Эта новая целостность—временная: часовые перезвоны, та действительная целостность, которая сохраняется, функционирует, измеряя течение времени. Рассмотрение Брюгге уже не как устойчивой действительности, но как фигуры утраченного времени или разрушения, позволяет вновь обрести действительность, потерянную в повседневном мире неотраженных поверхностей: живая Брюгге[39] куда менее «действительна», чем «Bruges la morte»[40]. Наконец, созвездие времени, функционирующее как разрешение, проявляется в конечном счете как звук. Воспринятое в истине множественности время становится звуковой реальностью.
Это переживание времени глубоко парадоксально. Оно вынуждено принять все, что обычно считается противоположностью постоянства и длительности. Это утверждение хранит в себе соблазнительный, но траурный образ исчезновения во времени, услаждающий так, как если бы речь шла о чувственном удовольствии: «der Siissen Traube / des Glockenspieles» («грозди перезвонов часовых»), а в действительности этот звон — похоронный, и он сводит город к призрачному воспоминанию. Подобным же образом звук этой новой временности приобретет все атрибуты своей противоположности: в конце стихотворения новый хиазм перемешивает атрибуты тишины и звука и приписывает звуку перезвонов свойства тишины:
Und oben blieb? — Die Stille nur. Ich glaube,
und kostet langsam und von nichts gedrangt
Beere um Beere aus der siissen Traube
des Glockenspiels, das in den Himmeln hangt[41].
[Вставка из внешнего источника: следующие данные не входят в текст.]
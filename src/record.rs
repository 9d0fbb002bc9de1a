//! Field descriptors for persisted record types.
//!
//! A [`Record`] publishes its columns as a static, ordered list of
//! [`FieldDef`]s and converts itself to and from [`Value`]s in that order.
//! The [`record!`](crate::record!) macro writes the impl from a plain struct
//! definition, so the repository can generate every statement without
//! per-type SQL.

use chrono::NaiveDateTime;

use crate::{Result, Row, Value};

/// Text layout used for timestamp columns.
/// Fractional seconds are written only when present.
pub const TIMESTAMP_FORMAT: &str = "%Y-%m-%d %H:%M:%S%.f";

/// Semantic type of a record field.
#[derive(Clone, Copy, Debug, Eq, PartialEq)]
pub enum ColumnKind {
    Integer,
    Real,
    Text,
    Boolean,
    /// Stored as text in [`TIMESTAMP_FORMAT`].
    Timestamp,
    Blob,
}

impl ColumnKind {
    /// SQLite column type for the kind.
    pub fn sql_type(self) -> &'static str {
        match self {
            Self::Integer | Self::Boolean => "INTEGER",
            Self::Real => "REAL",
            Self::Text | Self::Timestamp => "TEXT",
            Self::Blob => "BLOB",
        }
    }
}

/// One column of a record type.
#[derive(Clone, Copy, Debug, Eq, PartialEq)]
pub struct FieldDef {
    pub name: &'static str,
    pub kind: ColumnKind,
    pub nullable: bool,
}

/// Rust types that can be stored in a record column.
///
/// `Option<T>` maps to the same kind as `T` with `NULLABLE` set.
pub trait FieldType: Sized {
    const KIND: ColumnKind;
    const NULLABLE: bool = false;

    fn to_value(&self) -> Value;

    /// Converts a stored value back, describing the mismatch on failure.
    fn from_value(value: Value) -> std::result::Result<Self, String>;
}

/// A type persisted by [`crate::Repository`].
pub trait Record: Sized {
    /// Columns in declaration order.
    fn fields() -> &'static [FieldDef];

    /// Column values aligned with [`Record::fields`].
    fn values(&self) -> Vec<Value>;

    fn from_row(row: &Row) -> Result<Self>;
}

fn mismatch(expected: &str, value: &Value) -> String {
    format!("expected {expected}, found {}", value.kind_name())
}

impl FieldType for i64 {
    const KIND: ColumnKind = ColumnKind::Integer;

    fn to_value(&self) -> Value {
        Value::Integer(*self)
    }

    fn from_value(value: Value) -> std::result::Result<Self, String> {
        match value {
            Value::Integer(value) => Ok(value),
            other => Err(mismatch("integer", &other)),
        }
    }
}

impl FieldType for i32 {
    const KIND: ColumnKind = ColumnKind::Integer;

    fn to_value(&self) -> Value {
        Value::Integer((*self).into())
    }

    fn from_value(value: Value) -> std::result::Result<Self, String> {
        let wide = i64::from_value(value)?;
        i32::try_from(wide).map_err(|_| format!("integer {wide} out of range for i32"))
    }
}

impl FieldType for u32 {
    const KIND: ColumnKind = ColumnKind::Integer;

    fn to_value(&self) -> Value {
        Value::Integer((*self).into())
    }

    fn from_value(value: Value) -> std::result::Result<Self, String> {
        let wide = i64::from_value(value)?;
        u32::try_from(wide).map_err(|_| format!("integer {wide} out of range for u32"))
    }
}

impl FieldType for f64 {
    const KIND: ColumnKind = ColumnKind::Real;

    fn to_value(&self) -> Value {
        Value::Real(*self)
    }

    fn from_value(value: Value) -> std::result::Result<Self, String> {
        match value {
            Value::Real(value) => Ok(value),
            // REAL affinity stores integral values as integers
            Value::Integer(value) => Ok(value as f64),
            other => Err(mismatch("real", &other)),
        }
    }
}

impl FieldType for bool {
    const KIND: ColumnKind = ColumnKind::Boolean;

    fn to_value(&self) -> Value {
        Value::Integer(i64::from(*self))
    }

    fn from_value(value: Value) -> std::result::Result<Self, String> {
        match value {
            Value::Integer(value) => Ok(value != 0),
            other => Err(mismatch("boolean integer", &other)),
        }
    }
}

impl FieldType for String {
    const KIND: ColumnKind = ColumnKind::Text;

    fn to_value(&self) -> Value {
        Value::Text(self.clone())
    }

    fn from_value(value: Value) -> std::result::Result<Self, String> {
        match value {
            Value::Text(value) => Ok(value),
            other => Err(mismatch("text", &other)),
        }
    }
}

impl FieldType for Vec<u8> {
    const KIND: ColumnKind = ColumnKind::Blob;

    fn to_value(&self) -> Value {
        Value::Blob(self.clone())
    }

    fn from_value(value: Value) -> std::result::Result<Self, String> {
        match value {
            Value::Blob(value) => Ok(value),
            other => Err(mismatch("blob", &other)),
        }
    }
}

impl FieldType for NaiveDateTime {
    const KIND: ColumnKind = ColumnKind::Timestamp;

    fn to_value(&self) -> Value {
        Value::Text(self.format(TIMESTAMP_FORMAT).to_string())
    }

    fn from_value(value: Value) -> std::result::Result<Self, String> {
        match value {
            Value::Text(text) => NaiveDateTime::parse_from_str(&text, TIMESTAMP_FORMAT)
                .map_err(|err| format!("invalid timestamp '{text}': {err}")),
            other => Err(mismatch("timestamp text", &other)),
        }
    }
}

impl<T: FieldType> FieldType for Option<T> {
    const KIND: ColumnKind = T::KIND;
    const NULLABLE: bool = true;

    fn to_value(&self) -> Value {
        self.as_ref().map_or(Value::Null, FieldType::to_value)
    }

    fn from_value(value: Value) -> std::result::Result<Self, String> {
        match value {
            Value::Null => Ok(None),
            other => T::from_value(other).map(Some),
        }
    }
}

/// Declares a struct and implements [`Record`] for it.
///
/// Column names are the field names as written.
///
/// ```
/// kp_loader::record! {
///     #[derive(Clone, Debug, PartialEq)]
///     pub struct Genre {
///         pub id: i64,
///         pub name: String,
///         pub description: Option<String>,
///     }
/// }
///
/// use kp_loader::Record;
/// assert_eq!(Genre::fields().len(), 3);
/// assert!(Genre::fields()[2].nullable);
/// ```
#[macro_export]
macro_rules! record {
    (
        $(#[$meta:meta])*
        $vis:vis struct $name:ident {
            $(
                $(#[$field_meta:meta])*
                $field_vis:vis $field:ident : $ty:ty
            ),* $(,)?
        }
    ) => {
        $(#[$meta])*
        $vis struct $name {
            $(
                $(#[$field_meta])*
                $field_vis $field: $ty,
            )*
        }

        impl $crate::Record for $name {
            fn fields() -> &'static [$crate::FieldDef] {
                const FIELDS: &[$crate::FieldDef] = &[
                    $(
                        $crate::FieldDef {
                            name: stringify!($field),
                            kind: <$ty as $crate::FieldType>::KIND,
                            nullable: <$ty as $crate::FieldType>::NULLABLE,
                        },
                    )*
                ];
                FIELDS
            }

            fn values(&self) -> ::std::vec::Vec<$crate::Value> {
                ::std::vec![$($crate::FieldType::to_value(&self.$field)),*]
            }

            fn from_row(row: &$crate::Row) -> $crate::Result<Self> {
                ::std::result::Result::Ok(Self {
                    $($field: row.field(stringify!($field))?,)*
                })
            }
        }
    };
}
Банально использовать Брюгге в качестве образа изменчивости; и если бы стихотворение сводилось к одной этой теме, оно не было бы особенно интересным. Восстановление длительности посредством молчаливого согласия субъекта с угрозой ее разрушения куда более заманчиво: оно соединяет звучность парадокса с обещанием красоты или даже (в образе грозди) загробного чувственного удовлетворения. И все же истинный интерес стихотворение вызывает не этими тематическими высказываниями, но запутанностью и богатством действий, вызванных первым хиазмом. Переход категорий действительности в категории зеркального отражения и обратно организует последовательность подобным же образом структурированных обращений: обращений агента и инструмента, восхождения и нисхождения, внутреннего и внешнего, потери и возмещения, смерти и жизни, времени и звука, звука и тишины. Огромное риторическое возбуждение удерживается в коротком поэтическом тексте, который к тому же имеет невинную внешность живописного описания, красочной открытки.
В разных вариантах тот же самый образец вновь появляется в каждом из «Новых стихотворений». Все они, описывая определенный объект или сцену, замыкаются в своей самодостаточности, и каждое из них своими собственными словами формулирует загадку конституирующего его хиазма. «Lange du meridien», например (ссылаясь только на самые известные из числа «Новых стихотворений», 1:253)[42], завершается тота- лизацией темпоральности, которую, в противоположность пропущенному времени повседневного опыта, можно назвать полной; это тотальное время вызывается к жизни при посредстве фигуры солнечных часов, показывающих ночью время, которое столь же легко представить себе, как невидимый свет. Временная тотализация вызвана хиазмическими обращениями категорий ночь/день и свет/тьма. «Der Ball» (1:395)—это открыто описательная версия тотализации, включающая противоположные движения подъема и падения [Flug und Fall][43]. Она производится при помощи объекта, превратившегося, как скрипка в «Am Rande der Nacht», в сокровищницу внутреннего мира, уже не принадлежащего одному лишь субъекту[44]. Момент обращения графически представлен в тот самый миг, когда мяч достигает высшей точки своей траектории, и субъект, в свою очередь, становится вещью, движение которой предопределено другой вещью:
[der Ball] ...und sich neigt
und einhalt und den Spielenden von oben
auf einmal eine neue Stelle zeigt,
sie ordnend wie zu einer Tanzflgur...[45]
Обращение позволяет рассматривать ниспадающее движение так, как если бы оно было событием, в некоторой степени причастным радостному подъему восходящей части траектории полета мяча. А это вздымающееся движение, предвосхищая будущее, уже содержит в себе грядущее падение, с чем неохотно соглашается субъект. Кинетическая тотальность вызывается к жизни обращением полярностей субъекта/объекта, свободного/предопределенного в рамках чисто пространственной и наглядной схемы.